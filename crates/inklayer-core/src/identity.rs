//! Per-session participant identity.
//!
//! Generated once per process run and reused across reconnects.

use crate::presence::Participant;
use crate::style::StrokeColor;
use uuid::Uuid;

/// Cursor/roster colors handed out to new identities.
pub const PALETTE: [StrokeColor; 8] = [
    StrokeColor::new(0xe6, 0x39, 0x46, 255),
    StrokeColor::new(0xf4, 0xa2, 0x61, 255),
    StrokeColor::new(0x2a, 0x9d, 0x8f, 255),
    StrokeColor::new(0x26, 0x46, 0x53, 255),
    StrokeColor::new(0x8e, 0x44, 0xad, 255),
    StrokeColor::new(0x34, 0x98, 0xdb, 255),
    StrokeColor::new(0x27, 0xae, 0x60, 255),
    StrokeColor::new(0xd3, 0x54, 0x00, 255),
];

/// Who this session is to other participants.
#[derive(Debug, Clone, PartialEq, Eq)]
pub struct Identity {
    pub user_id: String,
    pub username: String,
    pub color: StrokeColor,
}

impl Identity {
    /// Fresh identity with a random id, a `Guest-xxxx` name and a palette color.
    pub fn generate() -> Self {
        let id = Uuid::new_v4();
        let bytes = id.as_bytes();
        let color = PALETTE[bytes[0] as usize % PALETTE.len()];
        let simple = id.simple().to_string();
        Self {
            user_id: id.to_string(),
            username: format!("Guest-{}", &simple[..4]),
            color,
        }
    }

    /// Fresh identity with a chosen username.
    pub fn with_username(username: impl Into<String>) -> Self {
        let username = username.into();
        let mut identity = Self::generate();
        if !username.trim().is_empty() {
            identity.username = username.trim().to_string();
        }
        identity
    }

    pub fn participant(&self) -> Participant {
        Participant::new(self.user_id.clone(), self.username.clone(), self.color)
    }
}

#[cfg(test)]
mod tests {
    use super::*;

    #[test]
    fn test_generated_identities_differ() {
        let a = Identity::generate();
        let b = Identity::generate();
        assert_ne!(a.user_id, b.user_id);
        assert!(a.username.starts_with("Guest-"));
        assert!(PALETTE.contains(&a.color));
    }

    #[test]
    fn test_with_username() {
        assert_eq!(Identity::with_username("  Ann ").username, "Ann");
        assert!(Identity::with_username("   ").username.starts_with("Guest-"));
    }
}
=======
WORK ITEM: The data above needs retyping. Reproduce each line exactly.

ANSWER TO THIS PROBLEM:
filename crates/inklayer-core/src/identity.rs
//! Per-session participant identity.
//!
//! Generated once per process run and reused across reconnects.

use crate::presence::Participant;
use crate::style::StrokeColor;
use uuid::Uuid;

/// Cursor/roster colors handed out to new identities.
pub const PALETTE: [StrokeColor; 8] = [
    StrokeColor::new(0xe6, 0x39, 0x46, 255),
    StrokeColor::new(0xf4, 0xa2, 0x61, 255),
    StrokeColor::new(0x2a, 0x9d, 0x8f, 255),
    StrokeColor::new(0x26, 0x46, 0x53, 255),
    StrokeColor::new(0x8e, 0x44, 0xad, 255),
    StrokeColor::new(0x34, 0x98, 0xdb, 255),
    StrokeColor::new(0x27, 0xae, 0x60, 255),
    StrokeColor::new(0xd3, 0x54, 0x00, 255),
];

/// Who this session is to other participants.
#[derive(Debug, Clone, PartialEq, Eq)]
pub struct Identity {
    pub user_id: String,
    pub username: String,
    pub color: StrokeColor,
}

impl Identity {
    /// Fresh identity with a random id, a `Guest-xxxx` name and a palette color.
    pub fn generate() -> Self {
        let id = Uuid::new_v4();
        let bytes = id.as_bytes();
        let color = PALETTE[bytes[0] as usize % PALETTE.len()];
        let simple = id.simple().to_string();
        Self {
            user_id: id.to_string(),
            username: format!("Guest-{}", &simple[..4]),
            color,
        }
    }

    /// Fresh identity with a chosen username.
    pub fn with_username(username: impl Into<String>) -> Self {
        let username = username.into();
        let mut identity = Self::generate();
        if !username.trim().is_empty() {
            identity.username = username.trim().to_string();
        }
        identity
    }

    pub fn participant(&self) -> Participant {
        Participant::new(self.user_id.clone(), self.username.clone(), self.color)
    }
}

#[cfg(test)]
mod tests {
    use super::*;

    #[test]
    fn test_generated_identities_differ() {
        let a = Identity::generate();
        let b = Identity::generate();
        assert_ne!(a.user_id, b.user_id);
        assert!(a.username.starts_with("Guest-"));
        assert!(PALETTE.contains(&a.color));
    }

    #[test]
    fn test_with_username() {
        assert_eq!(Identity::with_username("  Ann ").username, "Ann");
        assert!(Identity::with_username("   ").username.starts_with("Guest-"));
    }
}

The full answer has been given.